## [Task]
Across the entries below, tally every line that holds the word "sequencer". Give only the tally.

Saved data entries:
┄┄┄┄┄┄┄┄┄┄

//! Filter settings.
//!
//! Settings name the elements the filter binds to and how hidden entries
//! are rendered. Defaults match the student list page: an input with id
//! `searchInput` filtering the `<li>` children of `#studentsList`.
//!
//! ```ignore
//! use live_filter_pages::settings::{FilterSettings, VisibilityStrategy};
//!
//! let settings = FilterSettings::from_json(r#"{
//!     "input_id": "teacherSearch",
//!     "list_id": "teachersList",
//!     "visibility": { "strategy": "class", "name": "is-hidden" }
//! }"#)?;
//! ```

use serde::{Deserialize, Serialize};

use crate::error::{FilterError, FilterResult};

/// Default id of the search input.
pub const DEFAULT_INPUT_ID: &str = "searchInput";
/// Default id of the list container.
pub const DEFAULT_LIST_ID: &str = "studentsList";
/// Default CSS selector of the captured list children.
pub const DEFAULT_ITEM_SELECTOR: &str = "li";

/// How an entry's visibility is expressed in the DOM.
#[derive(Debug, Clone, Default, PartialEq, Eq, Serialize, Deserialize)]
#[serde(tag = "strategy", rename_all = "snake_case")]
pub enum VisibilityStrategy {
	/// `style.display` is set to `none` when hidden and cleared when shown.
	#[default]
	Display,
	/// The boolean `hidden` attribute is toggled.
	HiddenAttribute,
	/// A CSS class is present while the entry is hidden.
	Class {
		/// Class name that hides the entry.
		name: String,
	},
}

/// Settings for binding a filter to a page.
#[derive(Debug, Clone, PartialEq, Eq, Serialize, Deserialize)]
#[serde(default)]
pub struct FilterSettings {
	/// Id of the text input whose value is the query.
	pub input_id: String,
	/// Id of the element whose children are the entries.
	pub list_id: String,
	/// CSS selector a direct child must match to be captured.
	pub item_selector: String,
	/// How hidden entries are rendered.
	pub visibility: VisibilityStrategy,
	/// Filter once with the input's current value at mount time.
	pub apply_on_mount: bool,
}

impl Default for FilterSettings {
	fn default() -> Self {
		Self {
			input_id: DEFAULT_INPUT_ID.to_string(),
			list_id: DEFAULT_LIST_ID.to_string(),
			item_selector: DEFAULT_ITEM_SELECTOR.to_string(),
			visibility: VisibilityStrategy::default(),
			apply_on_mount: true,
		}
	}
}

impl FilterSettings {
	/// Creates settings with the defaults.
	pub fn new() -> Self {
		Self::default()
	}

	/// Parses settings from JSON. Missing fields take their defaults.
	pub fn from_json(json: &str) -> FilterResult<Self> {
		let settings: Self = serde_json::from_str(json)?;
		settings.validate()?;
		Ok(settings)
	}

	/// Checks that the settings can be applied to a page.
	///
	/// Ids and the item selector must be non-empty. A class name must be a
	/// single non-empty token, since `classList` rejects anything else.
	/// Selector syntax is checked by the browser when entries are captured.
	pub fn validate(&self) -> FilterResult<()> {
		for (field, value) in [
			("input_id", &self.input_id),
			("list_id", &self.list_id),
			("item_selector", &self.item_selector),
		] {
			if value.trim().is_empty() {
				return Err(FilterError::InvalidSettings(format!("{} must not be empty", field)));
			}
		}

		if let VisibilityStrategy::Class { name } = &self.visibility {
			if name.is_empty() {
				return Err(FilterError::InvalidSettings(
					"visibility class name must not be empty".to_string(),
				));
			}
			if name.chars().any(char::is_whitespace) {
				return Err(FilterError::InvalidSettings(format!(
					"visibility class name {:?} must not contain whitespace",
					name
				)));
			}
		}

		Ok(())
	}

	/// Sets the input id.
	pub fn with_input_id(mut self, id: impl Into<String>) -> Self {
		self.input_id = id.into();
		self
	}

	/// Sets the list container id.
	pub fn with_list_id(mut self, id: impl Into<String>) -> Self {
		self.list_id = id.into();
		self
	}

	/// Sets the CSS selector of the captured children (e.g. `li.student`).
	pub fn with_item_selector(mut self, selector: impl Into<String>) -> Self {
		self.item_selector = selector.into();
		self
	}

	/// Sets the visibility strategy.
	pub fn with_visibility(mut self, visibility: VisibilityStrategy) -> Self {
		self.visibility = visibility;
		self
	}

	/// Enables or disables the initial pass at mount time.
	pub fn apply_on_mount(mut self, apply: bool) -> Self {
		self.apply_on_mount = apply;
		self
	}
}
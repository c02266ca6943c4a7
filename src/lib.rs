//! Perfect-maze generation and single-player traversal.
//!
//! - `grid`: wall model and randomized depth-first carving
//! - `traversal`: player, exit and move legality
//! - `config`: per-level geometry, environment overrides
//! - `sequencer`: the `Session` that ties levels together
//! - `observer`: hooks for a renderer

pub mod config;
pub mod error;
pub mod grid;
pub mod observer;
pub mod sequencer;
pub mod traversal;

pub use config::{LevelParams, MazeConfig};
pub use error::MazeError;
pub use grid::{Cell, Dimensions, Dir, Grid, Pos, Side};
pub use observer::MazeObserver;
pub use sequencer::{LevelComplete, MoveResult, Session};
pub use traversal::{GameState, Player, PlayerColor, Traversal};
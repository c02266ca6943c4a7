use log::warn;

use crate::error::MazeError;
use crate::grid::Dimensions;

pub const DEFAULT_CANVAS_WIDTH: u32 = 400;
pub const DEFAULT_CANVAS_HEIGHT: u32 = 400;
pub const DEFAULT_CELL_SIZE: u32 = 40;
pub const DEFAULT_CELL_STEP: u32 = 10;
pub const DEFAULT_MAX_LEVEL: u32 = 3;

/// Canvas geometry and level schedule. Each level shrinks the cell size by
/// `cell_size_step`, so the same canvas holds more cells.
#[derive(Clone, Debug, PartialEq, Eq)]
pub struct MazeConfig {
    pub canvas_width: u32,
    pub canvas_height: u32,
    pub initial_cell_size: u32,
    pub cell_size_step: u32,
    pub max_level: u32,
    /// `None` draws the session seed from entropy.
    pub seed: Option<u64>,
}

impl Default for MazeConfig {
    fn default() -> Self {
        Self {
            canvas_width: DEFAULT_CANVAS_WIDTH,
            canvas_height: DEFAULT_CANVAS_HEIGHT,
            initial_cell_size: DEFAULT_CELL_SIZE,
            cell_size_step: DEFAULT_CELL_STEP,
            max_level: DEFAULT_MAX_LEVEL,
            seed: None,
        }
    }
}

#[derive(Clone, Copy, Debug, PartialEq, Eq)]
pub struct LevelParams {
    pub level: u32,
    pub cell_size: u32,
    pub dims: Dimensions,
}

impl MazeConfig {
    /// Defaults overridden by `MAZE_*` environment variables.
    pub fn from_env() -> Self {
        Self::from_lookup(|key| std::env::var(key).ok())
    }

    pub fn from_lookup(lookup: impl Fn(&str) -> Option<String>) -> Self {
        let defaults = Self::default();
        let positive = |key: &str, default: u32| {
            let Some(raw) = lookup(key) else {
                return default;
            };
            match raw.trim().parse::<u32>() {
                Ok(v) if v > 0 => v,
                _ => {
                    warn!("ignoring {key}={raw:?}, using {default}");
                    default
                }
            }
        };

        let seed = lookup("MAZE_SEED").and_then(|raw| match raw.trim().parse::<u64>() {
            Ok(v) => Some(v),
            Err(_) => {
                warn!("ignoring MAZE_SEED={raw:?}, seeding from entropy");
                None
            }
        });

        Self {
            canvas_width: positive("MAZE_CANVAS_WIDTH", defaults.canvas_width),
            canvas_height: positive("MAZE_CANVAS_HEIGHT", defaults.canvas_height),
            initial_cell_size: positive("MAZE_CELL_SIZE", defaults.initial_cell_size),
            cell_size_step: positive("MAZE_CELL_STEP", defaults.cell_size_step),
            max_level: positive("MAZE_MAX_LEVEL", defaults.max_level),
            seed,
        }
    }

    pub fn cell_size_for(&self, level: u32) -> Result<u32, MazeError> {
        if level == 0 || level > self.max_level {
            return Err(MazeError::LevelOutOfRange {
                level,
                max_level: self.max_level,
            });
        }
        let exhausted = MazeError::CellSizeExhausted {
            level,
            initial_cell_size: self.initial_cell_size,
            cell_size_step: self.cell_size_step,
        };
        let shrink = self
            .cell_size_step
            .checked_mul(level - 1)
            .ok_or(exhausted)?;
        match self.initial_cell_size.checked_sub(shrink) {
            Some(size) if size > 0 => Ok(size),
            _ => Err(exhausted),
        }
    }

    pub fn level_params(&self, level: u32) -> Result<LevelParams, MazeError> {
        let cell_size = self.cell_size_for(level)?;
        let cols = (self.canvas_width / cell_size) as usize;
        let rows = (self.canvas_height / cell_size) as usize;
        Ok(LevelParams {
            level,
            cell_size,
            dims: Dimensions::new(cols, rows)?,
        })
    }

    /// Parameters for every level, or the first one that cannot be built.
    pub fn validate(&self) -> Result<Vec<LevelParams>, MazeError> {
        if self.max_level == 0 {
            return Err(MazeError::NoLevels);
        }
        (1..=self.max_level).map(|l| self.level_params(l)).collect()
    }
}

#[cfg(test)]
mod tests {
    use super::*;
    use std::collections::HashMap;

    fn lookup_from(pairs: &[(&str, &str)]) -> impl Fn(&str) -> Option<String> {
        let map: HashMap<String, String> = pairs
            .iter()
            .map(|(k, v)| (k.to_string(), v.to_string()))
            .collect();
        move |key| map.get(key).cloned()
    }

    #[test]
    fn default_levels_grow_the_grid() {
        let levels = MazeConfig::default().validate().unwrap();
        let sizes: Vec<_> = levels
            .iter()
            .map(|p| (p.cell_size, p.dims.cols(), p.dims.rows()))
            .collect();
        assert_eq!(sizes, vec![(40, 10, 10), (30, 13, 13), (20, 20, 20)]);
    }

    #[test]
    fn level_zero_and_past_max_are_rejected() {
        let config = MazeConfig::default();
        assert_eq!(
            config.level_params(0),
            Err(MazeError::LevelOutOfRange { level: 0, max_level: 3 })
        );
        assert!(config.level_params(4).is_err());
    }

    #[test]
    fn shrinking_to_nothing_fails_fast() {
        let config = MazeConfig {
            max_level: 5,
            ..MazeConfig::default()
        };
        assert_eq!(
            config.validate(),
            Err(MazeError::CellSizeExhausted {
                level: 5,
                initial_cell_size: 40,
                cell_size_step: 10,
            })
        );
    }

    #[test]
    fn cell_larger_than_canvas_fails_fast() {
        let config = MazeConfig {
            canvas_width: 100,
            initial_cell_size: 120,
            ..MazeConfig::default()
        };
        assert_eq!(
            config.level_params(1),
            Err(MazeError::EmptyGrid { cols: 0, rows: 3 })
        );
    }

    #[test]
    fn zero_max_level_is_rejected() {
        let config = MazeConfig {
            max_level: 0,
            ..MazeConfig::default()
        };
        assert_eq!(config.validate(), Err(MazeError::NoLevels));
    }

    #[test]
    fn env_overrides_apply() {
        let config = MazeConfig::from_lookup(lookup_from(&[
            ("MAZE_CANVAS_WIDTH", "600"),
            ("MAZE_CELL_SIZE", " 50 "),
            ("MAZE_MAX_LEVEL", "4"),
            ("MAZE_SEED", "99"),
        ]));
        assert_eq!(config.canvas_width, 600);
        assert_eq!(config.canvas_height, DEFAULT_CANVAS_HEIGHT);
        assert_eq!(config.initial_cell_size, 50);
        assert_eq!(config.max_level, 4);
        assert_eq!(config.seed, Some(99));
    }

    #[test]
    fn garbage_env_falls_back_to_defaults() {
        let config = MazeConfig::from_lookup(lookup_from(&[
            ("MAZE_CANVAS_HEIGHT", "tall"),
            ("MAZE_CELL_STEP", "0"),
            ("MAZE_MAX_LEVEL", "-2"),
            ("MAZE_SEED", "abc"),
        ]));
        assert_eq!(config, MazeConfig::default());
    }
}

┄┄┄┄┄┄┄┄┄┄

## [Output for this task]
3